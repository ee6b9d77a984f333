use anyhow::{Result, anyhow};
use serde::{Deserialize, Serialize};
use std::fmt;
use std::str::FromStr;

/// A closed set of supported candle intervals.
#[derive(Debug, Clone, Copy, PartialEq, Eq, Hash, Serialize, Deserialize)]
pub enum Timeframe {
    OneMin,
    FiveMin,
    FifteenMin,
    ThirtyMin,
    OneHour,
    FourHour,
    OneDay,
    OneWeek,
}

impl Timeframe {
    pub fn to_minutes(&self) -> usize {
        match self {
            Timeframe::OneMin => 1,
            Timeframe::FiveMin => 5,
            Timeframe::FifteenMin => 15,
            Timeframe::ThirtyMin => 30,
            Timeframe::OneHour => 60,
            Timeframe::FourHour => 240,
            Timeframe::OneDay => 1440,
            Timeframe::OneWeek => 10080,
        }
    }

    pub fn all() -> Vec<Timeframe> {
        vec![
            Timeframe::OneMin,
            Timeframe::FiveMin,
            Timeframe::FifteenMin,
            Timeframe::ThirtyMin,
            Timeframe::OneHour,
            Timeframe::FourHour,
            Timeframe::OneDay,
            Timeframe::OneWeek,
        ]
    }
}

impl FromStr for Timeframe {
    type Err = anyhow::Error;

    fn from_str(s: &str) -> Result<Self> {
        match s.to_lowercase().as_str() {
            "1m" | "1min" => Ok(Timeframe::OneMin),
            "5m" | "5min" => Ok(Timeframe::FiveMin),
            "15m" | "15min" => Ok(Timeframe::FifteenMin),
            "30m" | "30min" => Ok(Timeframe::ThirtyMin),
            "1h" | "1hour" => Ok(Timeframe::OneHour),
            "4h" | "4hour" => Ok(Timeframe::FourHour),
            "1d" | "1day" => Ok(Timeframe::OneDay),
            "1w" | "1week" => Ok(Timeframe::OneWeek),
            _ => Err(anyhow!(
                "invalid timeframe: '{}'. Valid options: 1m, 5m, 15m, 30m, 1h, 4h, 1d, 1w",
                s
            )),
        }
    }
}

impl fmt::Display for Timeframe {
    fn fmt(&self, f: &mut fmt::Formatter<'_>) -> fmt::Result {
        let s = match self {
            Timeframe::OneMin => "1m",
            Timeframe::FiveMin => "5m",
            Timeframe::FifteenMin => "15m",
            Timeframe::ThirtyMin => "30m",
            Timeframe::OneHour => "1h",
            Timeframe::FourHour => "4h",
            Timeframe::OneDay => "1d",
            Timeframe::OneWeek => "1w",
        };
        write!(f, "{}", s)
    }
}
==========
> **Exercise description**
Note how many lines in the material contain the string "OneWeek", and give that number alone.

> **Problem solution**
5